Less than an hour before the close of business Wednesday, attorneys for the Quapaw Nation carried a file box packed with white three-ring binders into the state Racing Commission's office and handed over a $250,000 check, marking the first application for one of the state's two new casino licenses.
"We wanted to show the commission we wouldn't be dragging our feet," said Nate Steel, attorney for the Quapaw Nation, when asked why it was important to submit the application on opening day for the state to accept applications for the licenses.
"There's been a lot of discussion about how long it's going to take for a new casino resort to get up and operating and generating tax revenue, which is very important," Steel continued. "We wanted to show all interested parties that we would be moving at ultimate speed."
Arkansas voters in November passed constitutional Amendment 100, which allows full-fledged casino licenses to be awarded to Oaklawn Racing Casino Resort and Southland Gaming and Racing, as well as for one each in Pope and Jefferson counties, which now have no legal gambling operations.
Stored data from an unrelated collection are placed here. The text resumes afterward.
//! End-to-end behavior of the balance, transfer, quote and swap operations
//! against an in-memory chain.

mod common;

use std::sync::Arc;

use ethers::types::{Address, H256, U256};

use common::*;
use fair_agent_mcp::blockchain::{
    encryption::EncryptionMode,
    models::{BalanceRequest, SwapRequest, SwapRoute, TransferRequest},
    AgentError,
};

fn transfer_req(token: Option<&str>, amount: Option<&str>, to: Option<&str>) -> TransferRequest {
    TransferRequest {
        chain: CHAIN.to_string(),
        token: token.map(str::to_string),
        amount: amount.map(str::to_string),
        recipient: to.map(str::to_string),
        ..Default::default()
    }
}

fn swap_req(input: &str, output: &str, amount: &str) -> SwapRequest {
    SwapRequest {
        chain: CHAIN.to_string(),
        input_token: Some(input.to_string()),
        output_token: Some(output.to_string()),
        amount: Some(amount.to_string()),
        ..Default::default()
    }
}

fn recipient_hex() -> String {
    format!("{:?}", recipient())
}

#[tokio::test]
async fn scenario_a_plain_native_transfer() {
    let gateway = Arc::new(MockGateway::new());
    let encryptor = Arc::new(MockEncryptor::new());
    let client = client(&gateway, &encryptor);

    let req = transfer_req(Some("FAIR"), Some("1.0"), Some(&recipient_hex()));
    let result = client.transfer(&req, EncryptionMode::Manual).await.unwrap();

    assert!(!result.encrypted);
    assert_eq!(result.amount, "1.0");
    assert_eq!(gateway.sent()[0].value, Some(U256::exp10(18)));
    assert_eq!(encryptor.calls(), 0);
}

#[tokio::test]
async fn scenario_b_usdc_transfer_encodes_six_decimals() {
    let usdc = token("USDC");
    let gateway = Arc::new(MockGateway::new().with_decimals(usdc, 6));
    let encryptor = Arc::new(MockEncryptor::new());
    let client = client(&gateway, &encryptor);

    let req = transfer_req(Some("USDC"), Some("100.0"), Some(&recipient_hex()));
    let result = client.transfer(&req, EncryptionMode::Manual).await.unwrap();

    let data = gateway.sent()[0].data.clone().unwrap();
    assert_eq!(U256::from_big_endian(&data[36..68]), U256::from(100_000_000u64));
    assert_eq!(result.amount, "100.0");
}

#[tokio::test]
async fn scenario_c_swap_formats_output_by_output_decimals() {
    // output token reports 18 decimals
    let gateway = Arc::new(MockGateway::new().with_amount_out(Some(U256::from(500_000_000_000_000_000u64))));
    let encryptor = Arc::new(MockEncryptor::new());
    let client = client(&gateway, &encryptor);

    let result = client
        .swap(&swap_req("FAIR", "USDC", " 1.0 "), EncryptionMode::Manual)
        .await
        .unwrap();
    assert_eq!(result.amount_in, "1.0");
    assert_eq!(result.amount_out, "0.5");
}

#[tokio::test]
async fn scenario_d_same_token_swap_fails_before_network() {
    let gateway = Arc::new(MockGateway::new());
    let encryptor = Arc::new(MockEncryptor::new());
    let client = client(&gateway, &encryptor);

    let err = client
        .swap(&swap_req("USDC", "USDC", "1"), EncryptionMode::Manual)
        .await
        .unwrap_err();
    assert!(matches!(err, AgentError::SameTokenSwap));
    assert_eq!(gateway.call_count(), 0);
}

#[tokio::test]
async fn scenario_e_excessive_slippage_fails_before_quote() {
    let gateway = Arc::new(MockGateway::new());
    let encryptor = Arc::new(MockEncryptor::new());
    let client = client(&gateway, &encryptor);

    let req = SwapRequest {
        slippage: Some(60.0),
        ..swap_req("FAIR", "USDC", "1")
    };
    let err = client.swap(&req, EncryptionMode::Manual).await.unwrap_err();
    assert!(matches!(err, AgentError::InvalidSlippage(_)));
    assert_eq!(gateway.calls_with("getAmountsOut(uint256,address[])"), 0);
}

#[tokio::test]
async fn scenario_f_zero_hash_skips_receipt_wait() {
    let gateway = Arc::new(MockGateway::new().with_reply(SendReply::ZeroHash));
    let encryptor = Arc::new(MockEncryptor::new());
    let client = client(&gateway, &encryptor);

    let req = transfer_req(Some("FAIR"), Some("1.0"), Some(&recipient_hex()));
    let err = client.transfer(&req, EncryptionMode::Manual).await.unwrap_err();
    assert!(matches!(err, AgentError::TransactionNotSubmitted));
    assert!(gateway.receipts().is_empty());
}

#[tokio::test]
async fn native_transfer_sends_value_and_waits_for_receipt() {
    let gateway = Arc::new(MockGateway::new());
    let encryptor = Arc::new(MockEncryptor::new());
    let client = client(&gateway, &encryptor);

    let req = transfer_req(Some("FAIR"), Some(" 1.5 "), Some(&recipient_hex()));
    let result = client.transfer(&req, EncryptionMode::Manual).await.unwrap();

    let sent = gateway.sent();
    assert_eq!(sent.len(), 1);
    assert_eq!(to_address(&sent[0]), Some(recipient()));
    assert_eq!(sent[0].value, Some(U256::from(15u64) * U256::exp10(17)));
    assert!(sent[0].data.is_none());
    assert_eq!(gateway.receipts(), vec![H256::from_low_u64_be(1)]);
    assert_eq!(gateway.call_count(), 0);

    assert_eq!(result.tx_hash, format!("{:?}", H256::from_low_u64_be(1)));
    assert_eq!(result.amount, "1.5");
    assert_eq!(result.token, "FAIR");
    assert_eq!(result.token_address, None);
    assert!(!result.encrypted);
    assert!(result.explorer_url.unwrap().ends_with(&format!("/tx/{}", result.tx_hash)));
}

#[tokio::test]
async fn blank_token_defaults_to_native() {
    let gateway = Arc::new(MockGateway::new());
    let encryptor = Arc::new(MockEncryptor::new());
    let client = client(&gateway, &encryptor);

    let req = transfer_req(Some("null"), Some("2"), Some(&recipient_hex()));
    let result = client.transfer(&req, EncryptionMode::Manual).await.unwrap();

    assert_eq!(result.token, "FAIR");
    assert_eq!(gateway.sent()[0].value, Some(U256::from(2u64) * U256::exp10(18)));
}

#[tokio::test]
async fn erc20_transfer_scales_by_token_decimals() {
    let usdc = token("USDC");
    let gateway = Arc::new(MockGateway::new().with_decimals(usdc, 6));
    let encryptor = Arc::new(MockEncryptor::new());
    let client = client(&gateway, &encryptor);

    let req = transfer_req(Some("USDC"), Some("10"), Some(&recipient_hex()));
    let result = client.transfer(&req, EncryptionMode::Manual).await.unwrap();

    let sent = gateway.sent();
    assert_eq!(sent.len(), 1);
    assert_eq!(to_address(&sent[0]), Some(usdc));
    assert_eq!(sent[0].value, None);
    assert_eq!(tx_selector(&sent[0]), Some(selector("transfer(address,uint256)")));
    let data = sent[0].data.as_ref().unwrap();
    assert_eq!(&data[16..36], recipient().as_bytes());
    assert_eq!(U256::from_big_endian(&data[36..68]), U256::from(10_000_000u64));
    assert_eq!(gateway.receipts().len(), 1);
    assert_eq!(result.token_address, Some(usdc));
}

#[tokio::test]
async fn transfer_validation_happens_before_any_network_call() {
    let gateway = Arc::new(MockGateway::new());
    let encryptor = Arc::new(MockEncryptor::new());
    let client = client(&gateway, &encryptor);
    let to = recipient_hex();

    let cases: Vec<(TransferRequest, &str)> = vec![
        (transfer_req(None, Some("1"), None), "MissingRecipient"),
        (transfer_req(None, Some("1"), Some("undefined")), "MissingRecipient"),
        (transfer_req(None, Some("0"), Some(&to)), "ZeroAmount"),
        (transfer_req(None, Some("-3"), Some(&to)), "NegativeAmount"),
        (transfer_req(None, Some("1e18"), Some(&to)), "InvalidAmount"),
        (transfer_req(None, None, Some(&to)), "MissingAmount"),
        (transfer_req(Some("DOGE"), Some("1"), Some(&to)), "UnsupportedToken"),
        (
            TransferRequest {
                chain: "mainnet".into(),
                ..transfer_req(None, Some("1"), Some(&to))
            },
            "UnsupportedChain",
        ),
    ];

    for (req, kind) in cases {
        let err = client.transfer(&req, EncryptionMode::Manual).await.unwrap_err();
        assert_eq!(err.kind(), kind, "{:?}", req);
        assert!(err.is_validation());
    }
    assert_eq!(gateway.call_count(), 0);
    assert!(gateway.sent().is_empty());
}

#[tokio::test]
async fn missing_or_zero_hash_is_not_submitted() {
    for reply in [SendReply::NoHash, SendReply::ZeroHash] {
        let gateway = Arc::new(MockGateway::new().with_reply(reply));
        let encryptor = Arc::new(MockEncryptor::new());
        let client = client(&gateway, &encryptor);

        let req = transfer_req(None, Some("1"), Some(&recipient_hex()));
        let err = client.transfer(&req, EncryptionMode::Manual).await.unwrap_err();
        assert!(matches!(err, AgentError::TransactionNotSubmitted), "{:?}", reply);
        assert!(gateway.receipts().is_empty());
    }
}

#[tokio::test]
async fn send_failure_surfaces_as_rpc_error() {
    let gateway = Arc::new(MockGateway::new().with_reply(SendReply::Fail));
    let encryptor = Arc::new(MockEncryptor::new());
    let client = client(&gateway, &encryptor);

    let req = transfer_req(None, Some("1"), Some(&recipient_hex()));
    let err = client.transfer(&req, EncryptionMode::Manual).await.unwrap_err();
    assert_eq!(err.kind(), "Rpc");
    assert!(!err.is_validation());
}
The casino license application period for those vying for the Pope and Jefferson counties licenses began Wednesday and will continue through May 30.
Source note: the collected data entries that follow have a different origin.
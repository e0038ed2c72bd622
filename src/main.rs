// src/main.rs

use fair_agent_mcp::{
    api::create_router,
    blockchain::{
        encryption::{RemoteEncryptor, TransactionEncryptor, UnconfiguredEncryptor},
        evm_client::RpcGateway,
        BlockchainClient,
    },
    config::Config,
    mcp::stdio,
    AppState,
};
use secrecy::ExposeSecret;
use std::env;
use std::net::SocketAddr;
use std::sync::Arc;
use tokio::io;
use tracing::{error, info, warn};
use tracing_subscriber::{layer::SubscriberExt, util::SubscriberInitExt};

// --- HTTP Server Logic ---
async fn run_http_server(state: AppState) -> anyhow::Result<()> {
    let addr = SocketAddr::from(([127, 0, 0, 1], state.config.port));
    let app = create_router(state);

    info!("🚀 HTTP Server listening on {}", addr);
    let listener = tokio::net::TcpListener::bind(addr).await?;
    axum::serve(listener, app.into_make_service_with_connect_info::<SocketAddr>()).await?;
    Ok(())
}

// --- MCP Server Logic ---
async fn run_mcp_server(state: AppState) {
    info!("🚀 Starting MCP server on stdin/stdout...");

    let stdin = io::BufReader::new(io::stdin());
    if let Err(e) = stdio::serve(stdin, io::stdout(), state).await {
        error!("MCP transport failed: {}", e);
    }

    info!("MCP server shutting down");
}

fn build_state(config: Config) -> anyhow::Result<AppState> {
    let registry = config.chain_registry()?;
    info!("Loaded {} chains: {}", registry.names().len(), registry.names().join(", "));

    if registry.get(&config.default_chain).is_err() {
        anyhow::bail!("DEFAULT_CHAIN '{}' is not a registered chain", config.default_chain);
    }

    let private_key = config
        .private_key
        .as_ref()
        .ok_or_else(|| anyhow::anyhow!("PRIVATE_KEY must be set"))?;
    let gateway = RpcGateway::new(private_key.expose_secret(), config.receipt_policy())?;

    let encryptor: Arc<dyn TransactionEncryptor> = match config.encryption_service_url.as_deref() {
        Some(url) => {
            info!("Transaction encryption via {}", url);
            Arc::new(RemoteEncryptor::new(url))
        }
        None => {
            warn!("ENCRYPTION_SERVICE_URL not set; encrypted transactions will be refused");
            Arc::new(UnconfiguredEncryptor)
        }
    };

    let client = BlockchainClient::new(registry, Arc::new(gateway), encryptor);
    Ok(AppState { config, client })
}

#[tokio::main]
async fn main() {
    // Initialize tracing
    tracing_subscriber::registry()
        .with(
            tracing_subscriber::EnvFilter::try_from_default_env()
                .unwrap_or_else(|_| "fair_agent_mcp=debug,fair_mcp=debug,tower_http=debug".into()),
        )
        .with(tracing_subscriber::fmt::layer().with_writer(std::io::stderr))
        .init();

    // Load configuration
    let config = match Config::from_env() {
        Ok(cfg) => cfg,
        Err(e) => {
            error!("❌ Failed to load configuration: {:#}", e);
            return;
        }
    };

    let app_state = match build_state(config) {
        Ok(state) => state,
        Err(e) => {
            error!("❌ Failed to initialize blockchain client: {:#}", e);
            return;
        }
    };

    info!(
        "Signing as {:?} (encryption mode: {:?})",
        app_state.client.gateway().account(),
        app_state.config.encryption_mode
    );

    // Check if running in MCP mode (stdin/stdout) or HTTP server mode
    let args: Vec<String> = env::args().collect();
    if args.contains(&"--mcp".to_string()) || env::var("MCP_MODE").is_ok() {
        run_mcp_server(app_state).await;
    } else if let Err(e) = run_http_server(app_state).await {
        error!("❌ HTTP server failed: {:#}", e);
    }
}
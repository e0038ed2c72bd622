// src/config.rs

use std::collections::HashMap;
use std::env;
use std::time::Duration;

use anyhow::{Context, Result};
use secrecy::SecretString;

use crate::blockchain::{
    chains::{ChainOverride, ChainRegistry},
    encryption::EncryptionMode,
    evm_client::ReceiptPolicy,
};

// A struct to hold all configuration, loaded once at startup from the .env file.
#[derive(Clone, Debug)]
pub struct Config {
    // Server settings
    pub port: u16,

    /// Chain used when a tool call names none.
    pub default_chain: String,
    /// Per-chain changes merged over the built-in registry.
    pub chain_overrides: HashMap<String, ChainOverride>,

    // Signing
    pub private_key: Option<SecretString>,

    // Encryption
    pub encryption_mode: EncryptionMode,
    pub encryption_service_url: Option<String>,

    // Receipt waiting
    pub receipt_timeout_secs: u64,
    pub receipt_poll_interval_ms: u64,
}

impl Default for Config {
    fn default() -> Self {
        Self {
            port: 8080,
            default_chain: "fair-testnet".to_string(),
            chain_overrides: HashMap::new(),
            private_key: None,
            encryption_mode: EncryptionMode::Manual,
            encryption_service_url: None,
            receipt_timeout_secs: 120,
            receipt_poll_interval_ms: 1000,
        }
    }
}

impl Config {
    /// Builds the chain registry from the built-in table plus overrides.
    pub fn chain_registry(&self) -> Result<ChainRegistry> {
        ChainRegistry::new(self.chain_overrides.clone())
    }

    pub fn receipt_policy(&self) -> ReceiptPolicy {
        ReceiptPolicy {
            timeout: Duration::from_secs(self.receipt_timeout_secs),
            poll_interval: Duration::from_millis(self.receipt_poll_interval_ms),
        }
    }

    /// Loads configuration from environment variables.
    pub fn from_env() -> Result<Self> {
        // Load variables from the .env file into the environment
        dotenvy::dotenv().ok();
        let defaults = Config::default();

        let mut chain_overrides: HashMap<String, ChainOverride> = match env::var("CHAIN_CONFIGS") {
            Ok(raw) => serde_json::from_str(&raw)
                .context("Invalid CHAIN_CONFIGS JSON format (expected chain name -> chain config)")?,
            Err(_) => HashMap::new(),
        };

        // Shorthand: a plain chain name -> RPC URL map
        if let Ok(raw) = env::var("CHAIN_RPC_URLS") {
            let urls: HashMap<String, String> =
                serde_json::from_str(&raw).context("Invalid CHAIN_RPC_URLS JSON format")?;
            for (chain, url) in urls {
                chain_overrides.entry(chain).or_default().rpc_url = Some(url);
            }
        }

        let encryption_mode = match env::var("ENCRYPTION_MODE") {
            Ok(raw) => raw.parse().context("ENCRYPTION_MODE must be 'manual' or 'automatic'")?,
            Err(_) => defaults.encryption_mode,
        };

        Ok(Config {
            // Server settings
            port: env::var("PORT")
                .unwrap_or_else(|_| defaults.port.to_string())
                .parse()
                .context("PORT must be a valid number")?,

            default_chain: env::var("DEFAULT_CHAIN").unwrap_or(defaults.default_chain),
            chain_overrides,

            private_key: env::var("PRIVATE_KEY").ok().map(SecretString::new),

            encryption_mode,
            encryption_service_url: env::var("ENCRYPTION_SERVICE_URL").ok().filter(|s| !s.is_empty()),

            receipt_timeout_secs: env::var("RECEIPT_TIMEOUT_SECS")
                .unwrap_or_else(|_| defaults.receipt_timeout_secs.to_string())
                .parse()
                .context("RECEIPT_TIMEOUT_SECS must be a valid number")?,
            receipt_poll_interval_ms: env::var("RECEIPT_POLL_INTERVAL_MS")
                .unwrap_or_else(|_| defaults.receipt_poll_interval_ms.to_string())
                .parse()
                .context("RECEIPT_POLL_INTERVAL_MS must be a valid number")?,
        })
    }
}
Alex Gray -- the attorney for the Quapaw Nation who helped draft Amendment 100 for the Driving Arkansas Forward ballot committee -- grinned broadly in Little Rock as he handed over the application fee check to Nikki Langston, the commission's business operations specialist.
"It's been an 18-, 19-month project at this point," Gray said. "It's exciting to see us entering this phase."
Quapaw Nation officials announced several months ago that they want to build the Saracen Casino Resort, a $240 million casino project near The Pines mall in Pine Bluff.
"I'm super excited. It's been a long run and we're very excited, not only for us, the Quapaw Nation, but for the citizens of Jefferson County," said Quapaw Nation Chairman John Berrey. "We're excited to move through the process and answer any questions the Racing Commission may have. We're looking forward to getting things done, getting tax revenue generated and jobs going, and making Jefferson County a better place for people to live."
Steel said that while it was only the first day of filing, he doesn't foresee any other casino interests vying for the Jefferson County license.
"From the scale that Downstream is looking at investing in Jefferson County, it would be very difficult for other qualified applicants to match," said Steel, referring to the tribe's business entity, the Downstream Development Authority. "This goes beyond just dollars and cents. For Downstream and the Quapaw tribe this is about investment in the homeland."
Pine Bluff Mayor Shirley Washington and Jefferson County's County Judge Gerald Robinson issued a written endorsement for the Quapaw Nation proposal, Steel said.
The local official endorsements are required under Amendment 100.
The prospects for a Pope County casino license are in doubt, however. Voters in that county overwhelmingly rejected Amendment 100 at the polls and approved an ordinance that any endorsement by local officials would required voter approval.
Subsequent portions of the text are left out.